あんな不気味な鳴き方をする花たちがいるという庭になんて、怖くて近づけない。
リリアローズは残念そうだったが、かわりに書庫を見せてくれると言うので、それならば安全そうだとエレノアは頷いた。
サーシャロッドはフレイディーベルグと話があると言うし、彼の話が終わるまで書庫ですごせばいいだろう。
書庫に向かうのには庭を突っ切った方が早いと言われたが、何が何でも庭を回避したいエレノアは、頼み込んで回廊を回って向かうことにした。
太陽の宮殿は、妙な装飾や奇妙に鳴く花を除けば、生活感があまりなかった。歩いていても誰ともすれ違わない。
リリアローズとフレイディーベルグの二人暮らしと言っても頷けるほど、誰の気配もないのだ。
リリアローズによれば、彼女たち以外も存在するのだそうだが、広い宮殿の中に数人――全員龍族――しかいないそうで、滅多に誰かとすれ違うことはないとのこと。

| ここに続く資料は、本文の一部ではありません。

//! Validator keys and signing helpers shared by unit tests

use crate::attestation::attestation_message;

use ethers::signers::{LocalWallet, Signer};
use ethers::types::{Address, H256, U256};

/// Well-known development keys
pub const VALIDATOR_KEY: &str = "ac0974bec39a17e36ba4a6b4d238ff944bacb478cbed5efcae784d7bf4f2ff80";
pub const OTHER_KEY: &str = "7c852118294e51e653712a81e05800f419141751be58f605c371e15141b007a6";

pub fn wallet(key: &str) -> LocalWallet {
    key.parse::<LocalWallet>().expect("valid test key")
}

/// Personal-message signature over the release message, as validator tooling produces it
pub async fn sign_attestation(
    signer: &LocalWallet,
    swap_id: H256,
    amount: U256,
    recipient: Address,
) -> Vec<u8> {
    let message = attestation_message(swap_id, amount, recipient);
    signer
        .sign_message(message.as_bytes())
        .await
        .expect("signing succeeds")
        .to_vec()
}
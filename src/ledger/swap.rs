//! Lock side of the bridge: nonce dedup and swap records

use crate::error::{BridgeError, BridgeResult};
use crate::hashing::Packed;

use ethers::types::{Address, H256, U256};
use serde::Serialize;
use std::collections::{HashMap, HashSet};

/// Deterministic identifier of a swap.
///
/// `keccak256(sender ‖ uint256(nonce) ‖ uint256(source_chain) ‖ uint256(dest_chain))`.
/// Anyone holding the public lock parameters can recompute it.
pub fn compute_swap_id(sender: Address, nonce: U256, source_chain: u64, dest_chain: u64) -> H256 {
    Packed::new()
        .address(sender)
        .uint(nonce)
        .uint(U256::from(source_chain))
        .uint(U256::from(dest_chain))
        .keccak()
}

/// An accepted lock. Never mutated after insertion.
#[derive(Debug, Clone, PartialEq, Eq, Serialize)]
pub struct SwapRecord {
    pub swap_id: H256,
    pub sender: Address,
    pub nonce: U256,
    pub amount: U256,
    pub source_chain: u64,
    pub dest_chain: u64,
    pub recipient_hint: Address,
}

/// Used nonces and the append-only swap record store
#[derive(Debug, Default)]
pub struct SwapLedger {
    used_nonces: HashSet<(Address, U256)>,
    records: HashMap<H256, SwapRecord>,
}

impl SwapLedger {
    pub fn new() -> Self {
        Self::default()
    }

    pub fn is_nonce_used(&self, sender: Address, nonce: U256) -> bool {
        self.used_nonces.contains(&(sender, nonce))
    }

    /// Fail with `DuplicateNonce` if `(sender, nonce)` was already used
    pub fn check_nonce(&self, sender: Address, nonce: U256) -> BridgeResult<()> {
        if self.is_nonce_used(sender, nonce) {
            return Err(BridgeError::DuplicateNonce { sender, nonce });
        }
        Ok(())
    }

    /// Record an accepted swap. The caller must have passed `check_nonce`.
    pub fn insert(&mut self, record: SwapRecord) {
        debug_assert!(!self.is_nonce_used(record.sender, record.nonce));
        self.used_nonces.insert((record.sender, record.nonce));
        self.records.insert(record.swap_id, record);
    }

    pub fn get(&self, swap_id: &H256) -> Option<&SwapRecord> {
        self.records.get(swap_id)
    }

    pub fn len(&self) -> usize {
        self.records.len()
    }

    pub fn is_empty(&self) -> bool {
        self.records.is_empty()
    }
}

勝手気ままな暮しを好むフレイディーベルグが、過干渉を嫌うための措置らしい。
「だから、料理はあたくしの担当なの! でも、掃除や洗濯はフレイ様に禁止されていて、ほかの人がやってくれているのよー」
あとから聞いた話だが、リリアローズは掃除をすると言っては物を壊し、洗濯を乾かすと言っては口から炎を吐いて灰にするため、フレイディーベルグがかなり厳しく禁止を言い渡したそうだ。
ちなみに、前回もっと料理をがんばると言ったリリアローズが、結局丸焼き料理に落ち着いてしまったのは、見よう見まねで菓子を作ろうとしてキッチンを吹き飛ばしてしまったかららしい。キッチンは修復されたが、リリアローズは出入り禁止だそうだ。
書庫は六角形の形をした部屋だった。
壁一面に大きな本棚が並び、部屋の真ん中には読書スペースとして机と椅子がおかれている。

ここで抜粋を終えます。